On the last Friday of May, we hosted the first edition of our ongoing webinar series KG Connects, “How to Encourage Better Choices in Your Team.” Van Tucker, COO of LaunchTN, joined us to discuss how business cultures founded on trust and radical candor are far better at achieving business goals.
She provided guidance on how to establish a culture that provides an optimal working environment for all team members – whether in the office or working remotely – and launches business success into hyperdrive.
As COO, Van’s job is to remove obstacles preventing her team from doing their jobs best.
COVID-19 made this even tougher. The whole organization had to change course to help state government and startups respond appropriately. Like many, they also onboarded new employees while working from home.
Even with the pandemic disruption, their organization is thriving. Team members are even happier and more productive.
Why?
Before sh*t hit the fan, the whole team defined and fully bought into a cohesive and transparent company culture.
Tuckman’s Team Development Model
Developing a workplace culture that drives results isn’t easy. It requires understanding what an optimal culture looks like and what to do to do to get there.
This is where Tuckman’s Team Development Model becomes highly useful. All organizations go through it, and while some only “Form” and fail, others quickly become “Performers”. For most, it requires careful attention and commitment to master.
In order to move up the maturity ladder, organizations need to actively cultivate their culture and engage the full organization.
- Start with team surveys to establish baseline – find perceptions of salary, benefits, and most important cultural and organizational attributes and deficiencies. These could include low mutual trust, a sense of disempowerment among junior teams, or communications and transparency gaps.

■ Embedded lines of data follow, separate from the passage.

use axum::extract::{Path, Query, State};
use axum::http::StatusCode;
use axum::{Extension, Json};
use serde::{Deserialize, Serialize};
use uuid::Uuid;

use crate::error::AppResult;
use crate::middleware::auth::AuthedUser;
use crate::models::message::Message;
use crate::state::AppState;

#[derive(Debug, Deserialize)]
pub struct MessageInCreate {
    pub content: String,
    pub numbers: Vec<String>,
}

#[derive(Debug, Deserialize)]
pub struct ListParams {
    #[serde(default)]
    pub sent_included: bool,
}

#[derive(Debug, Serialize)]
pub struct MessagesInResponse {
    pub messages: Vec<Message>,
}

pub async fn create_message(
    State(state): State<AppState>,
    Extension(user): Extension<AuthedUser>,
    Json(body): Json<MessageInCreate>,
) -> AppResult<(StatusCode, Json<Message>)> {
    let message = state
        .messages
        .create_message(user.id, &user.username, &body.content, &body.numbers)
        .await?;

    Ok((StatusCode::CREATED, Json(message)))
}

pub async fn get_messages(
    State(state): State<AppState>,
    Extension(user): Extension<AuthedUser>,
    Query(params): Query<ListParams>,
) -> AppResult<Json<MessagesInResponse>> {
    let messages = state
        .messages
        .list_messages(user.id, params.sent_included)
        .await?;

    Ok(Json(MessagesInResponse { messages }))
}

pub async fn get_message(
    State(state): State<AppState>,
    Extension(user): Extension<AuthedUser>,
    Path(id): Path<Uuid>,
) -> AppResult<Json<Message>> {
    let message = state.messages.get_message(id, user.id).await?;
    Ok(Json(message))
}

pub async fn mark_received(
    State(state): State<AppState>,
    Extension(user): Extension<AuthedUser>,
    Path(id): Path<Uuid>,
) -> AppResult<Json<Message>> {
    let message = state.messages.mark_received(id, user.id).await?;
    Ok(Json(message))
}

pub async fn mark_sent(
    State(state): State<AppState>,
    Extension(user): Extension<AuthedUser>,
    Path(id): Path<Uuid>,
) -> AppResult<Json<Message>> {
    let message = state.messages.mark_sent(id, user.id).await?;
    Ok(Json(message))
}
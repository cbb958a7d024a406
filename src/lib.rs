pub mod config;
pub mod db;
pub mod error;
pub mod logging;
pub mod middleware;
pub mod models;
pub mod repository;
pub mod routes;
pub mod security;
pub mod services;
pub mod state;
pub mod status;
pub mod validators;
pub mod websocket;
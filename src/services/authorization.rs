//! Ownership checks for message reads and mutations.

use uuid::Uuid;

use crate::error::{AppError, AppResult};
use crate::models::message::Message;

/// A user may read or mutate a message only if they authored it.
pub fn ensure_author(message: &Message, acting_user_id: Uuid) -> AppResult<()> {
    if message.author_id == acting_user_id {
        Ok(())
    } else {
        Err(AppError::Forbidden)
    }
}
//! HTTP router and credential middleware.

use axum::{
    Router,
    body::Body,
    extract::State,
    http::{Request, header::AUTHORIZATION},
    middleware::Next,
    response::Response,
};

use crate::{error::AppError, services::credentials::bearer_token, state::SharedState};

pub mod docs;
pub mod events;
pub mod health;
pub mod sse;
pub mod timer;

/// Compose all route trees, wiring in shared state and documentation routes.
pub fn router(state: SharedState) -> Router<()> {
    let api_router = health::router()
        .merge(timer::router(state.clone()))
        .merge(sse::router(state.clone()))
        .merge(events::router(state.clone()))
        .merge(docs::router());

    api_router.with_state(state)
}

/// Resolve the `Authorization: Bearer` credential and attach it to the request extensions.
async fn require_credential(
    State(state): State<SharedState>,
    mut req: Request<Body>,
    next: Next,
) -> Result<Response, AppError> {
    let credential = {
        let token = req
            .headers()
            .get(AUTHORIZATION)
            .and_then(|value| value.to_str().ok())
            .and_then(bearer_token)
            .ok_or_else(|| AppError::Unauthorized("missing bearer credential".into()))?;

        state
            .credentials()
            .resolve(token)
            .ok_or_else(|| AppError::Unauthorized("unknown bearer credential".into()))?
    };

    req.extensions_mut().insert(credential);
    Ok(next.run(req).await)
}
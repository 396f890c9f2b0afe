//! Round timer service entrypoint wiring the REST API, SSE streams and the expiry sweep.

use std::{env, net::SocketAddr};

use anyhow::Context;
use axum::Router;
use round_timer_back::{
    config::AppConfig,
    routes,
    services::expiry_sweeper,
    state::{AppState, SharedState},
};
use tokio::net::TcpListener;
use tokio_util::sync::CancellationToken;
use tower_http::{cors::CorsLayer, trace::TraceLayer};
use tracing::info;
use tracing_subscriber::{layer::SubscriberExt, util::SubscriberInitExt};

#[tokio::main]
async fn main() -> anyhow::Result<()> {
    init_tracing();

    let config = AppConfig::load();
    let sweep_interval = config.sweep_interval();
    let app_state = AppState::new(config);

    let cancel = CancellationToken::new();
    let sweeper = sweep_interval.map(|every| {
        tokio::spawn(expiry_sweeper::run(
            app_state.clone(),
            every,
            cancel.child_token(),
        ))
    });

    let app = build_router(app_state);

    let port = env::var("PORT")
        .or_else(|_| env::var("SERVER_PORT"))
        .ok()
        .and_then(|value| value.parse::<u16>().ok())
        .unwrap_or(8080);

    let addr = SocketAddr::from(([0, 0, 0, 0], port));
    info!(%addr, "starting server");

    let listener = TcpListener::bind(addr).await.context("binding server")?;
    axum::serve(listener, app.into_make_service())
        .with_graceful_shutdown(shutdown_signal())
        .await
        .context("serving axum")?;

    cancel.cancel();
    if let Some(handle) = sweeper {
        handle.await.context("joining expiry sweep")?;
    }

    Ok(())
}

/// Build the top-level router and attach cross-cutting middleware layers.
fn build_router(state: SharedState) -> Router<()> {
    routes::router(state)
        .layer(CorsLayer::permissive())
        .layer(TraceLayer::new_for_http())
}

/// Configure tracing subscribers so logs include spans by default.
fn init_tracing() {
    let env_filter = tracing_subscriber::EnvFilter::try_from_default_env()
        .unwrap_or_else(|_| "info,tower_http=debug".into());
    tracing_subscriber::registry()
        .with(env_filter)
        .with(tracing_subscriber::fmt::layer())
        .init();
}

/// Wait for Ctrl+C or SIGTERM and shut the server down gracefully.
async fn shutdown_signal() {
    #[cfg(unix)]
    {
        use tokio::signal::unix::{SignalKind, signal};

        let mut term = signal(SignalKind::terminate()).expect("install SIGTERM handler");
        tokio::select! {
            _ = tokio::signal::ctrl_c() => {},
            _ = term.recv() => {},
        }
    }

    #[cfg(not(unix))]
    {
        let _ = tokio::signal::ctrl_c().await;
    }
}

- Use the Meyers-Briggs Type Indicator (MBTI) and/or Strength Finder tests to better understand your own personality and communication preferences, and those of others on your team.
- Use the combined findings to ensure your organization leverages each team member’s strengths in the right positions to eliminate those barriers to productivity, job satisfaction and organizational success.
- Create a safe environment to address sensitive issues like trust, empowerment, and transparency.
Conflict Resolution
To do this, it’s critical to provide structure and opportunity for healthy disagreements to take place and for constructive conversation to take place. Host a weekly huddle and include time for a process check. Concerns can be raised on a scale of 1 to 10 when it becomes a pinch point for them.
When a team member surfaces a conflict, they take on ownership to understand the other person’s perspective and see it through to resolution. Team members who have fully bought into a Performing company culture will strive to work outside of their preferences to the benefit of the team.
Radical Candor
The only way to achieve this is to get good at having hard conversations. Telling and finding truth and moving forward cohesively requires a culture of transparency and trust. It creates an environment for people to be themselves and work together. Critically, it also enables everyone to openly and amicably resolves conflict, regardless of their personality.
This is what Kim Scott calls “radical candor”. To do it well requires clear guidelines to help facilitate it.
When and why to have a candid discussion
- When you observe a behavior or action that could have a potential negative impact on the wellbeing/culture and productivity of a teammate, the team, or the company
- If a colleague lacks self-awareness and you would like to help them be their best self
- To avoid feelings/situations ending up as gossip and hurting our culture.
How to have a candid discussion
The goal of a candid conversation is to understand each other, not to reach consensus. Disagreement is okay. It will foster healthy debate and help your company identify truth and deliver optimal outcomes. Importantly, you must also meet face to face. Humanizing the interaction will work wonders.
The intention is to share perspectives, not force actions upon others. Also, recipients should stay open and not take opinions personally. They should take the time to listen and thank the other person for sharing their thoughts even if they disagree
Both parties must:
- Be grateful to the other party for having the discussion
- Listen fully, with the intention to understand
- Be authentic and direct, don’t wear a mask or be evasive
- Be constructive and helpful
The initiating party, especially, must:
- Focus on the behavior, not the person.
- Share examples to back up any claims
- Accept the outcome. Set a goal of understanding each other, not forcing a consensus.
At the end of each candid discussion, rank yourself against these guidelines: How did you do? What can you improve next discussion?
Over time, this process creates an overwhelming sense of team spirit, connection and most importantly, trust. When each member of the team buys in and knows that everyone else is working in the best interest of the organization – not themselves – incredible things can, and will, happen.
Take your team from storming to performing
Check out the full webinar recording for all of Van’s best advice on turning your organization’s culture into its biggest asset.
Culture always eats strategy for breakfast. So, take control of it and reap the rewards.
About LaunchTN
Launch Tennessee is a public-private partnership, guided by a vision of making Tennessee the most startup-friendly state in the nation. Their mission is to empower a high-functioning network of resources focused on core priorities that support Tennessee’s entrepreneurial ecosystem.
Partnering with Entrepreneur Centers in seven regions of the state, LaunchTN creates collaboration among entrepreneurs, the private sector, capital sources, institutions, and government to offer entrepreneurs what they need to succeed and stay in Tennessee to build companies and create jobs.